A few minutes later they were lying on the warm sand and the found towels. “Tyler, we can’t,” she’d said again, this time in a husky whisper. “We could get arrested.”
“It’s a wildlife refuge,” he’d murmured, nibbling her neck. “We’re just part of the wildlife. And you are my sweet refuge.”
“Oh, my,” she’d breathed. Then, as his hand slid slowly down her body, simply, “Oh. Oh. Oh.”

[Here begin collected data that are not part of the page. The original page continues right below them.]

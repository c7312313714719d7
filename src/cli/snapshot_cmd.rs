//! Snapshot CLI commands

use std::fs;
use std::path::PathBuf;

use anyhow::{Context as _, Result};
use chrono::Local;
use clap::Subcommand;

use super::app::Context;
use super::output::Output;
use crate::snapshot::{archive_file_name, create_archive, snapshot_message, Git};

#[derive(Subcommand)]
pub enum SnapshotCommands {
    /// Commit the shelf with git and push it
    Git {
        /// Shelf name
        shelf: String,

        /// Commit without pushing
        #[arg(long)]
        no_push: bool,
    },

    /// Write a .tar.gz archive of the shelf
    Archive {
        /// Shelf name
        shelf: String,

        /// Directory to write the archive to (defaults to the current directory)
        #[arg(long, short)]
        output: Option<PathBuf>,
    },
}

pub fn run(cmd: SnapshotCommands, ctx: &Context, output: &Output) -> Result<()> {
    match cmd {
        SnapshotCommands::Git { shelf, no_push } => git_snapshot(ctx, output, &shelf, no_push),
        SnapshotCommands::Archive { shelf, output: dir } => {
            archive_snapshot(ctx, output, &shelf, dir)
        }
    }
}

fn git_snapshot(ctx: &Context, output: &Output, shelf: &str, no_push: bool) -> Result<()> {
    let shelf = ctx.shelves.open(shelf)?;
    let message = snapshot_message(&Local::now());

    let push = if no_push || !ctx.config.git.push {
        None
    } else {
        Some(ctx.config.git.remote.as_deref())
    };
    output.verbose_ctx(
        "snapshot",
        &format!("Committing {} (push: {:?})", shelf.dir().display(), push),
    );

    let result = Git::new().snapshot(shelf.dir(), &message, push)?;

    if output.is_json() {
        output.data(&serde_json::json!({
            "shelf": shelf.name(),
            "committed": result.committed,
            "pushed": result.pushed,
            "message": message,
        }));
    } else {
        let committed = if result.committed {
            "Committed"
        } else {
            "Nothing to commit in"
        };
        let pushed = if result.pushed { " and pushed" } else { "" };
        output.success(&format!("{} shelf {}{}", committed, shelf.name(), pushed));
    }

    Ok(())
}

fn archive_snapshot(
    ctx: &Context,
    output: &Output,
    shelf: &str,
    dir: Option<PathBuf>,
) -> Result<()> {
    let shelf = ctx.shelves.open(shelf)?;

    let dir = match dir.or_else(|| ctx.config.archive.output_dir.clone()) {
        Some(dir) => dir,
        None => std::env::current_dir().context("Failed to determine current directory")?,
    };
    fs::create_dir_all(&dir)
        .with_context(|| format!("Failed to create directory: {}", dir.display()))?;

    let path = dir.join(archive_file_name(shelf.name(), &Local::now()));
    output.verbose_ctx(
        "snapshot",
        &format!("Archiving {} to {}", shelf.dir().display(), path.display()),
    );

    let summary = create_archive(shelf.dir(), &path)?;

    for skipped in &summary.skipped {
        output.warn(&format!("Skipping {}: {}", skipped.path.display(), skipped.reason));
    }

    if output.is_json() {
        output.data(&summary);
    } else {
        output.success(&format!(
            "Created archive {} ({} entries)",
            summary.path.display(),
            summary.entries
        ));
    }

    Ok(())
}
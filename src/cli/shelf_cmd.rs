//! Shelf commands (create, track, clone, restore, where, list)

use std::path::Path;

use anyhow::{Context as _, Result};

use super::app::Context;
use super::output::Output;
use crate::engine::{self, RestoreReport};
use crate::snapshot::Git;
use crate::storage::ManifestStore;

pub fn create(ctx: &Context, output: &Output, name: &str, no_git: bool) -> Result<()> {
    let shelf = ctx.shelves.create(name)?;
    output.verbose_ctx("create", &format!("Created {}", shelf.dir().display()));

    let init_git = ctx.config.git.init_on_create && !no_git;
    if init_git {
        Git::new()
            .init(shelf.dir())
            .with_context(|| format!("Shelf \"{}\" was created but git init failed", name))?;
        output.verbose_ctx("create", "Initialized git repository");
    }

    if output.is_json() {
        output.data(&serde_json::json!({
            "name": shelf.name(),
            "path": shelf.dir().display().to_string(),
            "git": init_git,
        }));
    } else {
        output.success(&format!("Created a shelf named: {}", shelf.name()));
    }

    Ok(())
}

pub fn track(
    ctx: &Context,
    output: &Output,
    shelf: &str,
    path: &Path,
    name: Option<&str>,
) -> Result<()> {
    let outcome = engine::track(&ctx.shelves, shelf, path, name)?;
    output.verbose_ctx(
        "track",
        &format!("Recorded {} as {:?}", outcome.file_name, outcome.stored),
    );

    if output.is_json() {
        output.data(&serde_json::json!({
            "shelf": outcome.shelf,
            "file": outcome.file_name,
            "shelved": outcome.shelved.display().to_string(),
            "link": outcome.link.display().to_string(),
            "stored": outcome.stored.as_path().display().to_string(),
        }));
    } else {
        output.success(&format!(
            "Moved {} to {}",
            outcome.link.display(),
            outcome.shelved.display()
        ));
    }

    Ok(())
}

pub fn clone(
    ctx: &Context,
    output: &Output,
    url: &str,
    name: Option<&str>,
    restore_links: bool,
) -> Result<()> {
    let root = ctx.shelves.paths().ensure_root()?;
    output.verbose_ctx("clone", &format!("Cloning from {} into {}", url, root.display()));

    let dir = Git::new().clone_into(url, root, name)?;
    let shelf_name = dir
        .file_name()
        .and_then(|n| n.to_str())
        .map(str::to_string)
        .context("Cloned directory has no name")?;

    if !ManifestStore::for_shelf(&dir).exists() {
        output.warn(&format!(
            "{} has no shelf.json; it is not a shelf yet",
            dir.display()
        ));
    }

    let report = if restore_links {
        Some(engine::restore(&ctx.shelves, &shelf_name)?)
    } else {
        None
    };

    if let Some(report) = &report {
        print_skips(output, report);
    }

    if output.is_json() {
        output.data(&serde_json::json!({
            "name": shelf_name,
            "path": dir.display().to_string(),
            "restore": report,
        }));
    } else {
        output.success(&format!("Cloned shelf {} into {}", shelf_name, dir.display()));
        if let Some(report) = &report {
            print_restore_text(output, report);
        }
    }

    Ok(())
}

pub fn restore(ctx: &Context, output: &Output, shelf: &str) -> Result<()> {
    let report = engine::restore(&ctx.shelves, shelf)?;
    print_skips(output, &report);

    if output.is_json() {
        output.data(&report);
    } else {
        print_restore_text(output, &report);
    }

    Ok(())
}

pub fn where_is(ctx: &Context, output: &Output, shelf: &str) -> Result<()> {
    let shelf = ctx.shelves.open(shelf)?;

    if output.is_json() {
        output.data(&serde_json::json!({
            "name": shelf.name(),
            "path": shelf.dir().display().to_string(),
        }));
    } else {
        println!("{}", shelf.dir().display());
    }

    Ok(())
}

pub fn list_shelves(ctx: &Context, output: &Output) -> Result<()> {
    let names = ctx.shelves.list()?;
    output.verbose_ctx(
        "list",
        &format!("Found {} shelves in {}", names.len(), ctx.shelves.root().display()),
    );

    if output.is_json() {
        let items: Vec<_> = names
            .iter()
            .map(|name| {
                serde_json::json!({
                    "name": name,
                    "path": ctx.shelves.paths().shelf_dir(name).display().to_string(),
                })
            })
            .collect();
        output.data(&items);
    } else if names.is_empty() {
        println!("No shelves");
    } else {
        for name in names {
            println!("{}", name);
        }
    }

    Ok(())
}

pub fn list_files(ctx: &Context, output: &Output, shelf: &str) -> Result<()> {
    let shelf = ctx.shelves.open(shelf)?;
    let manifest = shelf.manifest()?;
    let home = ctx.shelves.home();

    if output.is_json() {
        let items: Vec<_> = manifest
            .entries()
            .map(|(file, stored)| {
                serde_json::json!({
                    "file": file,
                    "link": stored.resolve(home).display().to_string(),
                    "stored": stored.as_path().display().to_string(),
                    "present": shelf.file_path(file).symlink_metadata().is_ok(),
                })
            })
            .collect();
        output.data(&items);
    } else if manifest.is_empty() {
        println!("No files tracked in shelf {}", shelf.name());
    } else {
        println!("{:<24} LINK", "FILE");
        println!("{}", "-".repeat(60));
        for (file, stored) in manifest.entries() {
            let missing = if shelf.file_path(file).symlink_metadata().is_ok() {
                ""
            } else {
                "  (missing)"
            };
            println!("{:<24} {}{}", file, stored.resolve(home).display(), missing);
        }
    }

    Ok(())
}

fn print_skips(output: &Output, report: &RestoreReport) {
    for skip in &report.skipped {
        output.warn(&format!(
            "Skipping {} ({}): {}",
            skip.file_name,
            skip.link.display(),
            skip.reason
        ));
    }
}

fn print_restore_text(output: &Output, report: &RestoreReport) {
    for link in &report.created {
        output.verbose_ctx(
            "restore",
            &format!("Linked {} -> {}", link.link.display(), link.target.display()),
        );
    }

    output.success(&format!(
        "Restored {} link(s) from shelf {} ({} skipped)",
        report.created.len(),
        report.shelf,
        report.skipped.len()
    ));
}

HE RETURNED TO THE cage and the corpse at daybreak, arriving—as best he could tell in the pale light—before the first of the flies. During the night, as Tyler had drifted in and out of dreams of Roxanne, the temperature had dropped to 57 degrees, according to the bare-bones weather station he’d installed at one corner of the enclosure: a warm night for late September, but not warm enough, apparently, to hatch more of the fly eggs. Meanwhile, the prior day’s maggots—mere specks, as of sundown—had grown visibly, thanks to their unceasing efforts during the night. The graveyard shift, he thought. The head start meant that they and their progeny—the generations they would swiftly beget—already had a leg up in the Darwinian race to survive and thrive, to be fruitful and multiply, to fill the earth and consume it.
As the first rays of sunlight slanted through the trees and slipped through the woven wire, Tyler caught a flash of iridescent green in the air, followed swiftly by another, another, and a hundred more.
And the evening and the morning were the third day, he thought, wondering what it was that he and Dr. B were creating here. Not exactly the Garden of Eden. More like Lord of the Flies.